Work request.
Return each line of the listing that has the word "warn" in it.
*** Given information ***
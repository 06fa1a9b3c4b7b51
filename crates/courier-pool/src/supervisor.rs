// SPDX-FileCopyrightText: 2026 Courier Contributors
// SPDX-License-Identifier: MIT OR Apache-2.0

//! Per-account reconnect supervisor.
//!
//! One supervisor task per supervised account, owned by the account's slot
//! and cancelled with it. The task is gated on a manual trigger: a
//! disconnect report arms it, it sleeps an exponentially growing delay,
//! attempts a reconnect through the pool, and re-arms itself on failure
//! until the attempt ceiling is reached.

use std::sync::Arc;
use std::sync::Weak;
use std::time::Duration;

use tokio::sync::Notify;
use tokio::task::JoinHandle;
use tokio_util::sync::CancellationToken;
use tracing::{debug, error, info, warn};

use crate::error::PoolError;
use crate::pool::AccountPool;

/// Backoff parameters for one supervisor, taken from the pool config.
#[derive(Debug, Clone, Copy)]
pub(crate) struct ReconnectPolicy {
    pub base_delay: Duration,
    pub max_delay: Duration,
    pub max_attempts: u32,
    pub max_flood_wait: Duration,
}

/// Owning handle to a running supervisor task.
pub(crate) struct SupervisorHandle {
    trigger: Arc<Notify>,
    cancel: CancellationToken,
    task: JoinHandle<()>,
}

impl SupervisorHandle {
    /// Arm the supervisor: schedule a reconnect attempt.
    ///
    /// A trigger fired while the task is mid-cycle is buffered, so a
    /// disconnect report is never lost.
    pub fn trigger(&self) {
        self.trigger.notify_one();
    }

    /// Cancel the task and wait for it to exit.
    pub async fn shutdown(self) {
        self.cancel.cancel();
        // Wake the task if it is parked on the trigger.
        self.trigger.notify_one();
        if let Err(e) = self.task.await {
            if !e.is_cancelled() {
                warn!(error = %e, "supervisor task join error");
            }
        }
    }
}

/// `min(base * 2^attempt, max)`, saturating.
pub(crate) fn backoff_delay(policy: &ReconnectPolicy, attempt: u32) -> Duration {
    let factor = 1u64 << attempt.min(20);
    let delay = policy
        .base_delay
        .checked_mul(factor as u32)
        .unwrap_or(policy.max_delay);
    delay.min(policy.max_delay)
}

/// Spawn the supervisor task for one account.
///
/// The task holds only a weak pool reference so it can never keep the pool
/// alive; it exits when the pool is dropped, when cancelled, or after
/// `max_attempts` consecutive failures.
pub(crate) fn spawn_supervisor(
    pool: Weak<AccountPool>,
    phone: String,
    policy: ReconnectPolicy,
    parent_cancel: &CancellationToken,
) -> SupervisorHandle {
    let trigger = Arc::new(Notify::new());
    let cancel = parent_cancel.child_token();

    let task_trigger = Arc::clone(&trigger);
    let task_cancel = cancel.clone();

    let task = tokio::spawn(async move {
        let mut attempts: u32 = 0;
        // Flood waits override the backoff curve for the next attempt.
        let mut flood_hint: Option<Duration> = None;

        loop {
            tokio::select! {
                _ = task_cancel.cancelled() => break,
                _ = task_trigger.notified() => {}
            }
            if task_cancel.is_cancelled() {
                break;
            }

            let delay = match flood_hint.take() {
                Some(wait) => wait.max(backoff_delay(&policy, attempts)),
                None => backoff_delay(&policy, attempts),
            };
            debug!(
                phone = %phone,
                attempt = attempts + 1,
                max = policy.max_attempts,
                delay_ms = delay.as_millis() as u64,
                "supervisor waiting before reconnect"
            );
            tokio::select! {
                _ = task_cancel.cancelled() => break,
                _ = tokio::time::sleep(delay) => {}
            }

            let Some(pool) = pool.upgrade() else { break };
            match pool.supervised_reconnect(&phone).await {
                Ok(()) => {
                    info!(phone = %phone, "supervisor reconnected account");
                    attempts = 0;
                }
                Err(e) => {
                    if let PoolError::RateLimited { seconds } = e {
                        flood_hint =
                            Some(Duration::from_secs(seconds).min(policy.max_flood_wait));
                    }
                    attempts += 1;
                    warn!(
                        phone = %phone,
                        attempt = attempts,
                        max = policy.max_attempts,
                        error = %e,
                        "supervisor reconnect attempt failed"
                    );
                    if attempts >= policy.max_attempts {
                        error!(phone = %phone, "supervisor reached attempt ceiling, giving up");
                        break;
                    }
                    // Re-arm for the next attempt.
                    task_trigger.notify_one();
                }
            }
            drop(pool);
        }
        debug!(phone = %phone, "supervisor exited");
    });

    SupervisorHandle {
        trigger,
        cancel,
        task,
    }
}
*** End of Given information ***
Task output.
use tracing::{debug, error, info, warn};
                warn!(error = %e, "supervisor task join error");
                    warn!(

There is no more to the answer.